A version of this story was originally published by our sister publication Healthcare Leader.

NHS app to offer patients more choice over care provider after GP referral

25th May 2023

Patients will be able to choose from up to five different care providers through the NHS app when they are referred by a GP for treatment, the UK Government has announced.

Giving more options of where patients can go for treatment, including NHS care provided in the independent sector, could cut up to three months off waiting times, the announcement said.

Information for healthcare providers – filtered by distance, waiting times and quality of care – will be available to patients after they have spoken to their GP and they can choose which option they prefer through the NHS app or website.

Currently, figures suggest only one in 10 patients exercise their right to choose, which the Government said it wanted to change by providing more information for patients.

From October, patients already waiting more than 40 weeks for an appointment, and patients that have a decision to treat but have not yet been given a treatment date, will also be asked whether they want to switch hospitals, if possible and clinically appropriate.

In April, the Government commissioned Hewitt review said patients should have greater access to their NHS record, including checking their position on waiting lists and removing themselves.

Access and empowerment

Prime Minister, Rishi Sunak, said: ‘Empowering patients to choose where they receive treatment will help cut waiting lists, one of my five key priorities.

‘Our aim is to create an NHS built around patients, where everyone has more control over the care they receive, wherever they live or whatever their health needs are.’

Health and social care secretary Steve Barclay said every patient should be able to easily choose where they go to receive treatment.

‘Millions of people downloaded the NHS app during the pandemic. Increasing use of this fantastic resource will enable them to exercise more choice and get access to essential information about the options for their care including journey time, length of wait and quality of service – all at the swipe of a smartphone screen.’

Amanda Pritchard, NHS chief executive, said: ‘Despite significant pressure, the NHS reduced 18-month waits for care by more than 90% by April and, alongside existing tools like elective hubs, surgical robots and “prehab” checks, this is another way that we are continuing to embrace the latest innovations and tech for the benefit of patients.’

Joe Harrison, Chief Executive at Milton Keynes University Hospital NHS Foundation Trust, commented: ‘Staff at NHS trusts across the country have been working flat out to reduce the amount of time patients are waiting for elective treatment, and are making incredible progress.
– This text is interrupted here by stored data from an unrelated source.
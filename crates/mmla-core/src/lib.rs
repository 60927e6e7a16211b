//! MMLA core library
//!
//! Compiles an architecture graph into a [`SpecTree`], drives each node
//! through the lifecycle [`StateMachine`], scores generated Python samples
//! with the seventeen-layer validator and runs bounded repair sessions
//! through the [`RetryOrchestrator`].

pub mod config;
pub mod fixer;
pub mod graph;
pub mod lifecycle;
pub mod metrics;
pub mod obs;
pub mod retry;
pub mod telemetry;
pub mod validator;

pub use config::{ConfigError, ConfigResult, MmlaConfig};
pub use fixer::{CodeFixer, FixerError, FixerResult, ProcessCodeFixer, RepairRequest};
pub use graph::{
    compile, CompileError, CompileResult, EdgeDescriptor, Node, NodeContext, NodeDescriptor,
    NodeKind, NodeType, RawGraph, SpecTree, TreeSummary, TypeMismatch,
};
pub use lifecycle::{LifecycleError, LifecycleResult, StateMachine};
pub use retry::{
    AttemptRecord, RetryOrchestrator, RetrySessionResult, SessionOutcome, SessionProgress,
    SessionStage,
};
pub use validator::{
    validate, LayerResult, LayeredValidator, SampleValidator, ValidationReport, LAYER_COUNT,
};

pub use mmla_state::{LeafSpec, NodeState};

pub use metrics::METRICS;
pub use telemetry::init_tracing;

/// MMLA version
pub const VERSION: &str = env!("CARGO_PKG_VERSION");
//! Graph compilation: editor graph in, indexed [`SpecTree`] out.
//!
//! Validation runs in a fixed order so that an acyclic but mistyped graph
//! still reports every mismatch at once:
//!
//! 1. structural indexing (duplicate ids, dangling or self dependencies)
//! 2. cycle check (Kahn's algorithm over edges plus declared dependencies)
//! 3. edge type check (all mismatches collected)
//! 4. tree materialization (single root, valid parents, full reachability)

use std::collections::{HashMap, VecDeque};

use tracing::debug;

use crate::graph::error::{CompileError, CompileResult, TypeMismatch};
use crate::graph::model::{EdgeDescriptor, Node, NodeDescriptor, NodeKind, NodeType, RawGraph};
use crate::graph::tree::SpecTree;

impl RawGraph {
    /// Compile this graph. See [`compile`].
    pub fn compile(&self) -> CompileResult<SpecTree> {
        compile(&self.nodes, &self.edges)
    }
}

/// Compile nodes and edges into a [`SpecTree`].
///
/// Every declared dependency `d` of node `n` contributes an implicit edge
/// `d -> n`, so the resulting topological order always places a node after
/// everything it depends on.
pub fn compile(nodes: &[NodeDescriptor], edges: &[EdgeDescriptor]) -> CompileResult<SpecTree> {
    // 1. index
    let index = index_ids(nodes.iter().map(|n| n.id.as_str()))?;
    check_dependencies(
        nodes.iter().map(|n| (n.id.as_str(), n.declared_dependencies())),
        &index,
    )?;

    // 2. order
    let mut adjacency: Vec<Vec<usize>> = vec![Vec::new(); nodes.len()];
    for edge in edges {
        if let (Some(&src), Some(&dst)) = (
            index.get(edge.source_node_id.as_str()),
            index.get(edge.target_node_id.as_str()),
        ) {
            adjacency[src].push(dst);
        }
    }
    for (pos, node) in nodes.iter().enumerate() {
        for dep in node.declared_dependencies() {
            adjacency[index[dep.as_str()]].push(pos);
        }
    }
    let order = topological_order(&adjacency).map_err(|stuck| CompileError::CycleDetected {
        nodes: stuck.into_iter().map(|i| nodes[i].id.clone()).collect(),
    })?;

    // 3. types
    let mismatches = edge_type_mismatches(nodes, edges, &index);
    if !mismatches.is_empty() {
        return Err(CompileError::TypeMismatch(mismatches));
    }

    // 4. tree
    let tree = materialize(nodes, &index, order.iter().map(|&i| nodes[i].id.clone()).collect())?;
    debug!(
        root = %tree.root_id(),
        nodes = tree.len(),
        edges = edges.len(),
        "graph compiled"
    );
    Ok(tree)
}

// ---------------------------------------------------------------------------
// Shared helpers (also used when re-indexing a persisted document)
// ---------------------------------------------------------------------------

/// Position of every id, rejecting duplicates.
pub(crate) fn index_ids<'a>(
    ids: impl Iterator<Item = &'a str>,
) -> CompileResult<HashMap<&'a str, usize>> {
    let mut index = HashMap::new();
    for (pos, id) in ids.enumerate() {
        if index.insert(id, pos).is_some() {
            return Err(CompileError::DuplicateNode { id: id.to_string() });
        }
    }
    Ok(index)
}

/// Every dependency must name another existing node.
pub(crate) fn check_dependencies<'a>(
    nodes: impl Iterator<Item = (&'a str, &'a [String])>,
    index: &HashMap<&str, usize>,
) -> CompileResult<()> {
    for (id, deps) in nodes {
        for dep in deps {
            if dep == id {
                return Err(CompileError::SelfDependency {
                    node: id.to_string(),
                });
            }
            if !index.contains_key(dep.as_str()) {
                return Err(CompileError::UnknownDependency {
                    node: id.to_string(),
                    dependency: dep.clone(),
                });
            }
        }
    }
    Ok(())
}

/// Kahn's algorithm over positions `0..adjacency.len()`.
///
/// The queue is seeded in position order and drained FIFO, so the result is
/// deterministic for a given input. On a cycle, returns the positions that
/// were never emitted (ascending).
pub(crate) fn topological_order(adjacency: &[Vec<usize>]) -> Result<Vec<usize>, Vec<usize>> {
    let mut in_degree = vec![0usize; adjacency.len()];
    for targets in adjacency {
        for &t in targets {
            in_degree[t] += 1;
        }
    }

    let mut queue: VecDeque<usize> = (0..adjacency.len())
        .filter(|&i| in_degree[i] == 0)
        .collect();
    let mut sorted = Vec::with_capacity(adjacency.len());

    while let Some(pos) = queue.pop_front() {
        sorted.push(pos);
        for &next in &adjacency[pos] {
            in_degree[next] -= 1;
            if in_degree[next] == 0 {
                queue.push_back(next);
            }
        }
    }

    if sorted.len() != adjacency.len() {
        let stuck = (0..adjacency.len()).filter(|&i| in_degree[i] > 0).collect();
        return Err(stuck);
    }
    Ok(sorted)
}

// ---------------------------------------------------------------------------
// Type check
// ---------------------------------------------------------------------------

fn edge_type_mismatches(
    nodes: &[NodeDescriptor],
    edges: &[EdgeDescriptor],
    index: &HashMap<&str, usize>,
) -> Vec<TypeMismatch> {
    let mut mismatches = Vec::new();

    for edge in edges {
        let Some(mapping) = edge.field_mapping() else {
            continue;
        };
        let (Some(&src), Some(&dst)) = (
            index.get(edge.source_node_id.as_str()),
            index.get(edge.target_node_id.as_str()),
        ) else {
            continue;
        };
        let (source, target) = (&nodes[src], &nodes[dst]);
        if source.kind != NodeType::Leaf || target.kind != NodeType::Leaf {
            continue;
        }

        let source_type = source
            .data
            .spec
            .as_ref()
            .and_then(|s| s.outputs.field_type(&mapping.source_field));
        let target_type = target
            .data
            .spec
            .as_ref()
            .and_then(|s| s.input_type(&mapping.target_field));

        if let (Some(st), Some(tt)) = (source_type, target_type) {
            if st != tt {
                mismatches.push(TypeMismatch {
                    edge_id: edge.id.clone(),
                    source_node_id: source.id.clone(),
                    source_field: mapping.source_field.clone(),
                    source_type: st.to_string(),
                    target_node_id: target.id.clone(),
                    target_field: mapping.target_field.clone(),
                    target_type: tt.to_string(),
                });
            }
        }
    }

    mismatches
}

// ---------------------------------------------------------------------------
// Tree materialization
// ---------------------------------------------------------------------------

fn materialize(
    nodes: &[NodeDescriptor],
    index: &HashMap<&str, usize>,
    order: Vec<String>,
) -> CompileResult<SpecTree> {
    let roots: Vec<&NodeDescriptor> = nodes.iter().filter(|n| n.kind == NodeType::Root).collect();
    let root = match roots.as_slice() {
        [] => return Err(CompileError::NoRoot),
        [root] => *root,
        many => {
            return Err(CompileError::MultipleRoots {
                roots: many.iter().map(|n| n.id.clone()).collect(),
            })
        }
    };

    let mut parents: HashMap<String, String> = HashMap::new();
    for node in nodes {
        match (node.kind, node.parent.as_deref()) {
            (NodeType::Root, None) => {}
            (NodeType::Root, Some(parent)) => {
                return Err(CompileError::InvalidParent {
                    node: node.id.clone(),
                    parent: parent.to_string(),
                    reason: "the root cannot have a parent".to_string(),
                })
            }
            (_, None) => {
                return Err(CompileError::OrphanNode {
                    node: node.id.clone(),
                })
            }
            (_, Some(parent)) => {
                let Some(&pos) = index.get(parent) else {
                    return Err(CompileError::UnknownParent {
                        node: node.id.clone(),
                        parent: parent.to_string(),
                    });
                };
                if nodes[pos].kind == NodeType::Leaf {
                    return Err(CompileError::InvalidParent {
                        node: node.id.clone(),
                        parent: parent.to_string(),
                        reason: "leaves cannot have children".to_string(),
                    });
                }
                parents.insert(node.id.clone(), parent.to_string());
            }
        }
    }

    let mut arena: HashMap<String, Node> = nodes
        .iter()
        .map(|d| (d.id.clone(), build_node(d)))
        .collect();
    for node in nodes {
        if let Some(parent) = parents.get(&node.id) {
            if let Some(children) = arena.get_mut(parent).and_then(Node::children_mut) {
                children.push(node.id.clone());
            }
        }
    }

    // Parent chains that loop among themselves never reach the root.
    let mut reached = std::collections::HashSet::new();
    let mut stack = vec![root.id.as_str()];
    while let Some(id) = stack.pop() {
        if reached.insert(id) {
            if let Some(node) = arena.get(id) {
                stack.extend(node.children().iter().map(String::as_str));
            }
        }
    }
    if let Some(orphan) = nodes.iter().find(|n| !reached.contains(n.id.as_str())) {
        return Err(CompileError::OrphanNode {
            node: orphan.id.clone(),
        });
    }

    Ok(SpecTree::from_parts(root.id.clone(), arena, parents, order))
}

fn build_node(desc: &NodeDescriptor) -> Node {
    let data = &desc.data;
    let kind = match desc.kind {
        NodeType::Root => NodeKind::Root {
            meta: data.meta.clone(),
            config: data.config.clone(),
            children: Vec::new(),
        },
        NodeType::Branch => NodeKind::Branch {
            description: data.description.clone(),
            dependencies: data.dependencies.clone(),
            children: Vec::new(),
        },
        NodeType::Leaf => NodeKind::Leaf {
            dependencies: data.dependencies.clone(),
            spec: data.spec.clone().unwrap_or_default(),
        },
    };
    Node {
        id: desc.id.clone(),
        name: data.name.clone().unwrap_or_else(|| desc.id.clone()),
        status: data.status.unwrap_or_default(),
        last_updated: None,
        kind,
    }
}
‘Giving patients even more access to information about their appointments, and being able to choose where they take place through the convenience of the NHS app, will help trusts continue to provide patients with the best possible care, as quickly as possible.’
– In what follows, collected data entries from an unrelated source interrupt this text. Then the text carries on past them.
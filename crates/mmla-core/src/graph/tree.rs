//! The compiled specification tree.
//!
//! Nodes live in a flat arena keyed by id; a parent index answers upward
//! queries without walking the hierarchy. The tree converts losslessly to
//! and from the persisted [`SpecDocument`].

use std::collections::HashMap;

use chrono::{DateTime, Utc};
use serde::Serialize;

use mmla_state::{BranchRecord, LeafRecord, ModuleRecord, NodeState, SpecDocument};

use crate::graph::compiler::{check_dependencies, index_ids, topological_order};
use crate::graph::error::{CompileError, CompileResult};
use crate::graph::model::{Node, NodeKind};

#[derive(Debug, Clone, PartialEq)]
pub struct SpecTree {
    root_id: String,
    nodes: HashMap<String, Node>,
    parents: HashMap<String, String>,
    order: Vec<String>,
    revision: u64,
}

impl SpecTree {
    pub(crate) fn from_parts(
        root_id: String,
        nodes: HashMap<String, Node>,
        parents: HashMap<String, String>,
        order: Vec<String>,
    ) -> Self {
        Self {
            root_id,
            nodes,
            parents,
            order,
            revision: 0,
        }
    }

    pub fn root_id(&self) -> &str {
        &self.root_id
    }

    pub fn root(&self) -> Option<&Node> {
        self.nodes.get(&self.root_id)
    }

    pub fn get(&self, id: &str) -> Option<&Node> {
        self.nodes.get(id)
    }

    pub fn parent_of(&self, id: &str) -> Option<&Node> {
        self.parents.get(id).and_then(|p| self.nodes.get(p))
    }

    /// Dependency-respecting order computed when the tree was built.
    pub fn topological_order(&self) -> &[String] {
        &self.order
    }

    /// Store revision this tree was read at (0 for a fresh compile).
    pub fn revision(&self) -> u64 {
        self.revision
    }

    pub fn len(&self) -> usize {
        self.nodes.len()
    }

    pub fn is_empty(&self) -> bool {
        self.nodes.is_empty()
    }

    /// Nodes in topological order.
    pub fn iter(&self) -> impl Iterator<Item = &Node> {
        self.order.iter().filter_map(|id| self.nodes.get(id))
    }

    pub fn status_of(&self, id: &str) -> Option<NodeState> {
        self.nodes.get(id).map(|n| n.status)
    }

    /// Set a node's status and stamp it. Returns `false` for unknown ids.
    pub(crate) fn set_status(&mut self, id: &str, status: NodeState, at: DateTime<Utc>) -> bool {
        match self.nodes.get_mut(id) {
            Some(node) => {
                node.status = status;
                node.last_updated = Some(at);
                true
            }
            None => false,
        }
    }

    // -----------------------------------------------------------------------
    // Views
    // -----------------------------------------------------------------------

    /// High-level outline of the project.
    pub fn summary(&self) -> TreeSummary {
        let meta = self.root_meta();
        let text = |key: &str| {
            meta.and_then(|m| m.get(key))
                .and_then(serde_json::Value::as_str)
                .unwrap_or("Unknown")
                .to_string()
        };
        TreeSummary {
            project_name: text("project_name"),
            version: text("version"),
            root_id: self.root_id.clone(),
            modules: self
                .root()
                .map(|r| r.children().iter().filter_map(|c| self.outline(c)).collect())
                .unwrap_or_default(),
        }
    }

    fn outline(&self, id: &str) -> Option<OutlineEntry> {
        let node = self.nodes.get(id)?;
        Some(OutlineEntry {
            kind: node.node_type().as_str().to_string(),
            id: node.id.clone(),
            name: node.name.clone(),
            status: node.status,
            children: node
                .children()
                .iter()
                .filter_map(|c| self.outline(c))
                .collect(),
        })
    }

    /// A node's record plus what an implementer needs around it: the
    /// dependencies it waits on (its own and its parent's) and the project
    /// configuration.
    pub fn node_context(&self, id: &str) -> Option<NodeContext> {
        let node = self.nodes.get(id)?;
        if id == self.root_id {
            return None;
        }

        let mut upstream: Vec<String> = node.dependencies().to_vec();
        if let Some(parent) = self.parent_of(id) {
            for dep in parent.dependencies() {
                if !upstream.contains(dep) {
                    upstream.push(dep.clone());
                }
            }
        }

        Some(NodeContext {
            target_node: self.module_record(id)?,
            upstream_dependencies: upstream,
            global_config: self
                .root()
                .and_then(|r| match &r.kind {
                    NodeKind::Root { config, .. } => Some(config.clone()),
                    _ => None,
                })
                .unwrap_or(serde_json::Value::Null),
        })
    }

    fn root_meta(&self) -> Option<&serde_json::Value> {
        match &self.root()?.kind {
            NodeKind::Root { meta, .. } => Some(meta),
            _ => None,
        }
    }

    // -----------------------------------------------------------------------
    // Document conversion
    // -----------------------------------------------------------------------

    /// Wire form of this tree.
    pub fn to_document(&self) -> SpecDocument {
        let root = self.root();
        let (meta, config) = match root.map(|r| &r.kind) {
            Some(NodeKind::Root { meta, config, .. }) => (meta.clone(), config.clone()),
            _ => (serde_json::Value::Null, serde_json::Value::Null),
        };
        SpecDocument {
            id: self.root_id.clone(),
            revision: self.revision,
            name: root.map(|r| r.name.clone()),
            status: root.map(|r| r.status).unwrap_or_default(),
            last_updated: root.and_then(|r| r.last_updated),
            meta,
            config,
            modules: root
                .map(|r| {
                    r.children()
                        .iter()
                        .filter_map(|c| self.module_record(c))
                        .collect()
                })
                .unwrap_or_default(),
        }
    }

    fn module_record(&self, id: &str) -> Option<ModuleRecord> {
        let node = self.nodes.get(id)?;
        match &node.kind {
            NodeKind::Root { .. } => None,
            NodeKind::Branch {
                description,
                dependencies,
                children,
            } => Some(ModuleRecord::Branch(BranchRecord {
                id: node.id.clone(),
                name: node.name.clone(),
                description: description.clone(),
                status: node.status,
                dependencies: dependencies.clone(),
                last_updated: node.last_updated,
                children: children
                    .iter()
                    .filter_map(|c| self.module_record(c))
                    .collect(),
            })),
            NodeKind::Leaf { dependencies, spec } => Some(ModuleRecord::Leaf(LeafRecord {
                id: node.id.clone(),
                name: node.name.clone(),
                status: node.status,
                dependencies: dependencies.clone(),
                last_updated: node.last_updated,
                spec: spec.clone(),
            })),
        }
    }

    /// Re-index a persisted document without recompiling the editor graph.
    ///
    /// Dependencies are re-checked and re-ordered; edges are not part of the
    /// document so no type check happens here.
    pub fn from_document(document: &SpecDocument) -> CompileResult<SpecTree> {
        let mut nodes: Vec<Node> = Vec::new();
        let mut parents: HashMap<String, String> = HashMap::new();

        nodes.push(Node {
            id: document.id.clone(),
            name: document.name.clone().unwrap_or_else(|| document.id.clone()),
            status: document.status,
            last_updated: document.last_updated,
            kind: NodeKind::Root {
                meta: document.meta.clone(),
                config: document.config.clone(),
                children: document.modules.iter().map(|m| m.id().to_string()).collect(),
            },
        });

        // (record, parent id)
        let mut stack: Vec<(&ModuleRecord, &str)> = document
            .modules
            .iter()
            .rev()
            .map(|m| (m, document.id.as_str()))
            .collect();
        while let Some((record, parent)) = stack.pop() {
            parents.insert(record.id().to_string(), parent.to_string());
            match record {
                ModuleRecord::Branch(b) => {
                    nodes.push(Node {
                        id: b.id.clone(),
                        name: b.name.clone(),
                        status: b.status,
                        last_updated: b.last_updated,
                        kind: NodeKind::Branch {
                            description: b.description.clone(),
                            dependencies: b.dependencies.clone(),
                            children: b.children.iter().map(|c| c.id().to_string()).collect(),
                        },
                    });
                    stack.extend(b.children.iter().rev().map(|c| (c, b.id.as_str())));
                }
                ModuleRecord::Leaf(l) => nodes.push(Node {
                    id: l.id.clone(),
                    name: l.name.clone(),
                    status: l.status,
                    last_updated: l.last_updated,
                    kind: NodeKind::Leaf {
                        dependencies: l.dependencies.clone(),
                        spec: l.spec.clone(),
                    },
                }),
            }
        }

        let index = index_ids(nodes.iter().map(|n| n.id.as_str()))?;
        check_dependencies(
            nodes.iter().map(|n| (n.id.as_str(), n.dependencies())),
            &index,
        )?;

        let mut adjacency: Vec<Vec<usize>> = vec![Vec::new(); nodes.len()];
        for (pos, node) in nodes.iter().enumerate() {
            for dep in node.dependencies() {
                adjacency[index[dep.as_str()]].push(pos);
            }
        }
        let order: Vec<String> = topological_order(&adjacency)
            .map_err(|stuck| CompileError::CycleDetected {
                nodes: stuck.into_iter().map(|i| nodes[i].id.clone()).collect(),
            })?
            .into_iter()
            .map(|i| nodes[i].id.clone())
            .collect();

        let mut tree = SpecTree::from_parts(
            document.id.clone(),
            nodes.into_iter().map(|n| (n.id.clone(), n)).collect(),
            parents,
            order,
        );
        tree.revision = document.revision;
        Ok(tree)
    }
}

// ---------------------------------------------------------------------------
// View types
// ---------------------------------------------------------------------------

#[derive(Debug, Clone, PartialEq, Serialize)]
pub struct TreeSummary {
    pub project_name: String,
    pub version: String,
    pub root_id: String,
    pub modules: Vec<OutlineEntry>,
}

#[derive(Debug, Clone, PartialEq, Serialize)]
pub struct OutlineEntry {
    #[serde(rename = "type")]
    pub kind: String,
    pub id: String,
    pub name: String,
    pub status: NodeState,
    #[serde(skip_serializing_if = "Vec::is_empty")]
    pub children: Vec<OutlineEntry>,
}

#[derive(Debug, Clone, PartialEq, Serialize)]
pub struct NodeContext {
    pub target_node: ModuleRecord,
    pub upstream_dependencies: Vec<String>,
    pub global_config: serde_json::Value,
}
While, the Liberal Democrats’ health spokesperson Daisy Cooper MP said: ‘Rishi Sunak is failing on his pledges to cut NHS waiting lists, recruit the NHS staff we need, and fix crumbling hospitals. 
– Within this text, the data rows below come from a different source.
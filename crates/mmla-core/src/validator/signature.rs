//! Signature layers (5-8), all about the primary function: the first
//! `def` in document order.

use std::collections::BTreeSet;

use crate::validator::layer::{LayerCheckResult, LayerInput, LayerOutcome};

/// Minimum (annotated params + return) / (params + 1) for L7.
pub const ANNOTATION_THRESHOLD: f64 = 0.8;

/// Docstrings must be longer than this (characters, trimmed).
pub const MIN_DOCSTRING_CHARS: usize = 10;

const NO_FUNCTION: &str = "no function definition found";

/// L5: parameter names equal the declared input names.
pub fn parameters(input: &LayerInput<'_>) -> LayerCheckResult {
    let syntax = input.sample.syntax()?;
    let Some(function) = syntax.primary_function() else {
        return Ok(LayerOutcome::fail(NO_FUNCTION));
    };

    let expected: BTreeSet<&str> = input.spec.input_names().collect();
    let actual: BTreeSet<&str> = function.params.iter().map(|p| p.name.as_str()).collect();
    if expected == actual {
        return Ok(LayerOutcome::pass(format!(
            "parameters of '{}' match the declared inputs",
            function.name
        )));
    }

    let missing: Vec<&str> = expected.difference(&actual).copied().collect();
    let extra: Vec<&str> = actual.difference(&expected).copied().collect();
    let mut parts = Vec::new();
    if !missing.is_empty() {
        parts.push(format!("missing {}", missing.join(", ")));
    }
    if !extra.is_empty() {
        parts.push(format!("unexpected {}", extra.join(", ")));
    }
    Ok(LayerOutcome::fail(format!(
        "parameters of '{}' do not match the declared inputs: {}",
        function.name,
        parts.join("; ")
    )))
}

/// L6: a value is returned when the leaf declares an output.
pub fn return_path(input: &LayerInput<'_>) -> LayerCheckResult {
    if !input.spec.outputs.is_declared() {
        return Ok(LayerOutcome::pass("no output declared"));
    }
    let syntax = input.sample.syntax()?;
    let Some(function) = syntax.primary_function() else {
        return Ok(LayerOutcome::fail(NO_FUNCTION));
    };
    if syntax.returns_value(function.node) {
        Ok(LayerOutcome::pass(format!("'{}' returns a value", function.name)))
    } else {
        Ok(LayerOutcome::fail(format!(
            "'{}' declares an output but never returns a value",
            function.name
        )))
    }
}

/// L7: annotation coverage of the primary function's signature.
pub fn annotations(input: &LayerInput<'_>) -> LayerCheckResult {
    let syntax = input.sample.syntax()?;
    let Some(function) = syntax.primary_function() else {
        return Ok(LayerOutcome::fail(NO_FUNCTION));
    };

    let coverage = function.annotated_slots() as f64 / function.total_slots() as f64;
    let percent = (coverage * 100.0).round();
    if coverage >= ANNOTATION_THRESHOLD {
        Ok(LayerOutcome::pass(format!("annotation coverage {percent}%")))
    } else {
        Ok(LayerOutcome::fail(format!(
            "annotation coverage {percent}% is below {}%",
            ANNOTATION_THRESHOLD * 100.0
        )))
    }
}

/// L8: the primary function carries a meaningful docstring.
pub fn docstring(input: &LayerInput<'_>) -> LayerCheckResult {
    let syntax = input.sample.syntax()?;
    let Some(function) = syntax.primary_function() else {
        return Ok(LayerOutcome::fail(NO_FUNCTION));
    };

    match syntax.docstring(function.node) {
        Some(doc) if doc.trim().chars().count() > MIN_DOCSTRING_CHARS => Ok(LayerOutcome::pass(
            format!("docstring present ({} chars)", doc.trim().chars().count()),
        )),
        Some(_) => Ok(LayerOutcome::fail(format!(
            "docstring of '{}' is too short",
            function.name
        ))),
        None => Ok(LayerOutcome::fail(format!(
            "'{}' has no docstring",
            function.name
        ))),
    }
}

#[cfg(test)]
mod tests {
    use super::*;
    use crate::validator::sample::ParsedSample;
    use mmla_state::{FieldSpec, LeafSpec, OutputSpec};

    fn spec(inputs: &[&str], output: bool) -> LeafSpec {
        LeafSpec {
            inputs: inputs.iter().map(|n| FieldSpec::new(*n, "str")).collect(),
            outputs: if output {
                OutputSpec::Single { ty: "str".into() }
            } else {
                OutputSpec::default()
            },
            ..LeafSpec::default()
        }
    }

    fn check(
        f: fn(&LayerInput<'_>) -> LayerCheckResult,
        code: &str,
        spec: &LeafSpec,
    ) -> LayerOutcome {
        let sample = ParsedSample::parse(code);
        f(&LayerInput {
            sample: &sample,
            spec,
        })
        .unwrap()
    }

    #[test]
    fn parameter_sets_must_match_exactly() {
        let s = spec(&["user", "password"], false);
        assert!(check(parameters, "def login(password, user):\n    pass\n", &s).passed);

        let missing = check(parameters, "def login(user):\n    pass\n", &s);
        assert!(!missing.passed);
        assert!(missing.message.contains("missing password"));

        let extra = check(parameters, "def login(user, password, otp):\n    pass\n", &s);
        assert!(extra.message.contains("unexpected otp"));

        let method = "class A:\n    def login(self, user, password):\n        pass\n";
        assert!(check(parameters, method, &s).passed);
    }

    #[test]
    fn return_needed_only_with_declared_output() {
        let code = "def f(x):\n    print(x)\n";
        assert!(check(return_path, code, &spec(&["x"], false)).passed);
        assert!(!check(return_path, code, &spec(&["x"], true)).passed);
        assert!(check(return_path, "def f(x):\n    return x\n", &spec(&["x"], true)).passed);
    }

    #[test]
    fn annotation_coverage_threshold() {
        let s = spec(&[], false);
        // 3 of 3 slots
        assert!(check(annotations, "def f(a: int, b: int) -> int:\n    return a\n", &s).passed);
        // 4 of 5 slots = 80%
        assert!(
            check(annotations, "def f(a: int, b: int, c: int, d) -> int:\n    return a\n", &s)
                .passed
        );
        // 2 of 3 slots
        let low = check(annotations, "def f(a: int, b) -> int:\n    return a\n", &s);
        assert!(!low.passed);
        assert!(low.message.contains("67%"));
    }

    #[test]
    fn docstring_length() {
        let s = spec(&[], false);
        let long = "def f():\n    \"\"\"Compute the thing.\"\"\"\n    return 1\n";
        assert!(check(docstring, long, &s).passed);
        let short = "def f():\n    \"\"\"Short.\"\"\"\n    return 1\n";
        assert!(check(docstring, short, &s).message.contains("too short"));
        let none = "def f():\n    return 1\n";
        assert!(check(docstring, none, &s).message.contains("no docstring"));
    }

    #[test]
    fn missing_function_fails_signature_layers() {
        let s = spec(&[], true);
        for layer in [parameters, return_path, annotations, docstring] {
            let out = check(layer, "class A:\n    pass\n", &s);
            assert!(!out.passed);
            assert_eq!(out.message, NO_FUNCTION);
        }
    }
}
‘This latest gimmick will do nothing to change the fact that under the Conservatives, far too many patients are waiting far too long for the treatment they need.

‘The Government can’t tackle this health crisis until they address the huge staff shortages that blight our local health and care services.’

The Government wants to see 75% of adults in England using the NHS App by March 2024 as the ‘front door’ to the health service.